Every time someone asks Debbie Beaver where she’s from, she has to shake her head.
When she answers, “I’m Canadian,” there’s the inevitable followup question: “OK, but where are you really from?”
“It still irritates me to this day,” said the administrative assistant in the University of Alberta’s Department of Psychology, who co-founded the Black Settlers of Alberta and Saskatchewan Historical Society in 2005 along with other descendants of Black settlers.
“My family has been here for more than 100 years, but there are so many people who are totally unaware of that history.”
Few are aware, for example, that there was a small but thriving Black community in downtown Edmonton in the middle of the 20th century.
At its heart was Hatti’s Harlem Chicken Inn—where the provincial court now stands—a popular meeting spot for musicians and celebrities, such as famed singer and trombonist Big Miller, American singer Pearl Bailey and young local music legend (later Canadian senator) Tommy Banks, who visited regularly to soak up the culture.
“I interviewed Banks before he passed away,” said Beaver. “He used to hang around at Hatti’s to hear the music when he was just a teenager,” she said. “That's where he got his love for (jazz) music and got to know Big Miller.”
“When Black people were barred from other establishments back in the day, they could eat there … Hatti’s was open from about noon to five in the morning—long hours.
The restaurant was owned by Hattie Robinson, born in 1903 and raised in the Amber Valley area north of Edmonton, one of a handful of early 20th-century Black settlements.
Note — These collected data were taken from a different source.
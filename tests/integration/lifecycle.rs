use ecc_enclave::{measurement, SimCredentials, SimQuote};
use ecc_node::{mock::MockLedger, EnclaveError, State};
use ecc_types::{EnclavePublicKey, REPORT_SIZE};
use eyre::Result;
use tempfile::TempDir;
use tracing::info;

use crate::common::{init_test_logging, ready_enclave, sim_enclave, tx, write_mrenclave, LIBRARY};

/// Full lifecycle of one instance: create, attest, bind, transact, destroy
#[test]
fn test_full_lifecycle() -> Result<()> {
    init_test_logging();

    let (sim, enclave) = sim_enclave();
    let credentials = enclave.create(LIBRARY, b"cc", b"attestation", b"host")?;
    let credentials: SimCredentials = serde_json::from_slice(&credentials)?;
    info!(?credentials, "Enclave created");

    let target_info = enclave.get_target_info()?;
    assert_eq!(target_info[..32], measurement(LIBRARY));

    let material = enclave.get_remote_attestation_report(&[1; 16], None)?;
    let quote = SimQuote::parse(&material.quote).expect("simulated quote");
    assert_eq!(quote.measurement, measurement(LIBRARY));
    assert!(quote.sig_rl.is_empty());

    // the attested key is the one announced in the credentials
    assert_eq!(hex::encode(&material.enclave_pk), credentials.enclave_pk);
    let key = EnclavePublicKey::from_der(&material.enclave_pk)?;
    assert!(quote.attests(&key.to_native()));

    // bind to a second trusted component
    let (_, peer) = sim_enclave();
    peer.create("/opt/ecc/tlcc.signed.so", b"", b"", b"")?;
    let peer_material = peer.get_remote_attestation_report(&[1; 16], None)?;
    enclave.bind(Some(&[0; REPORT_SIZE][..]), Some(peer_material.enclave_pk.as_slice()))?;
    assert!(enclave.is_bound());
    assert_eq!(
        sim.peer(1),
        Some(EnclavePublicKey::from_der(&peer_material.enclave_pk)?.to_native())
    );

    let ledger = MockLedger::default();
    enclave.invoke(tx(&ledger, &["put", "asset1", "100"]))?;
    assert_eq!(enclave.invoke(tx(&ledger, &["get", "asset1"]))?, b"100");

    enclave.destroy()?;
    assert_eq!(enclave.state(), State::Destroyed);
    assert_eq!(sim.live_instances(), 0);
    peer.destroy()?;
    Ok(())
}

#[test]
fn test_invoke_before_create_fails() {
    init_test_logging();
    let (_, enclave) = sim_enclave();
    let ledger = MockLedger::default();
    assert!(matches!(
        enclave.invoke(tx(&ledger, &["get", "k"])),
        Err(EnclaveError::NotCreated)
    ));
    assert!(matches!(
        enclave.get_remote_attestation_report(&[0; 16], None),
        Err(EnclaveError::NotCreated)
    ));
    assert!(matches!(enclave.bind(None, None), Err(EnclaveError::NotCreated)));
}

#[test]
fn test_enclave_entering_operations_fail_after_destroy() -> Result<()> {
    init_test_logging();
    let (_, enclave) = ready_enclave()?;
    enclave.destroy()?;

    let ledger = MockLedger::default();
    assert!(matches!(
        enclave.invoke(tx(&ledger, &["get", "k"])),
        Err(EnclaveError::Destroyed)
    ));
    assert!(matches!(enclave.get_target_info(), Err(EnclaveError::Destroyed)));
    assert!(matches!(
        enclave.get_remote_attestation_report(&[0; 16], None),
        Err(EnclaveError::Destroyed)
    ));
    assert!(matches!(
        enclave.get_local_attestation_report(&[]),
        Err(EnclaveError::Destroyed)
    ));
    assert!(matches!(enclave.bind(None, None), Err(EnclaveError::Destroyed)));

    // a second destroy is rejected and leaves the state alone
    assert!(matches!(enclave.destroy(), Err(EnclaveError::Destroyed)));
    assert_eq!(enclave.state(), State::Destroyed);
    Ok(())
}

#[test]
fn test_mr_enclave_artifact() -> Result<()> {
    init_test_logging();
    let dir = TempDir::new()?;
    let digest = hex::encode(measurement(LIBRARY));
    let (_, enclave) = sim_enclave();

    let path = write_mrenclave(&dir, &format!("{digest}\n"));
    let enclave = enclave.with_mrenclave_path(path);
    assert_eq!(enclave.mr_enclave()?, digest);

    write_mrenclave(&dir, &digest[..63]);
    assert!(enclave.mr_enclave().is_err());
    Ok(())
}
Hatti’s is just one of several stops Beaver highlights on her Black history walking tour—part of a larger, international event called Jane’s Walk. Held in May, it encourages people to “share stories about their neighbourhoods, discover unseen aspects of their communities and use walking as a way to connect with their neighbours.”
A century of history in Alberta
Beaver is herself a fourth-generation descendant of slaves. Her great-grandparents on both sides escaped racial persecution in the American south by fleeing to Canada in the early 20th century.
Her paternal great-grandparents arrived with a group of 40 refugees, and settled in Campsie, Alberta, near Barrhead. It was a mixed-race community with about 10 Black families at first, growing to about 50 by the 1920s.
Others settled in the communities of Wildwood, Amber Valley, Campsie and Breton. Some migrated to Maidstone in Saskatchewan.
“My great-grandparents actually dug a hole in the ground and covered it with logs. They lived in that for the first year they were here,” said Beaver. “I can't imagine how they did that.
“My father ended up farming on the same homestead that my great-grandfather cleared. And that's where I grew up … I was the first Black child to go to the local school (Littleport in Tiger Lily).”
The house her grandparents lived in is still on the original homestead.
Preserving stories for future generations
Beaver’s society has filmed about 45 interviews with those who still recall those early days. She hopes to produce a documentary film when the team secures funding.
Two years ago, the society contributed research to a Royal Alberta Museum exhibit on western Canadian Black settlements. Part of that exhibit, which ended in November, will remain in the museum’s permanent collection.
Beaver was also interviewed for a documentary called We Are Roots, about the discrimination suffered by Black settlers in the West.
Perhaps the best known of those settlers was John Ware, the “Black cowboy” born into slavery, who left South Carolina after the American Civil War and eventually made his way to Alberta. The local legend was one of the first cowboys to settle in southern Alberta, introducing longhorn cattle to the province and doing much to lay the foundations for future ranching.
"Ware is the best documented and well known, but our goal is to make people aware that there were others, especially those Black women who settled here and also have great stories.”
The society has also been working recently to encourage school boards in Alberta to integrate those stories into social studies curriculum.
“They need to continue to be told, preserved and passed down to the future generations, as this is an important piece of Canadian history,” she said.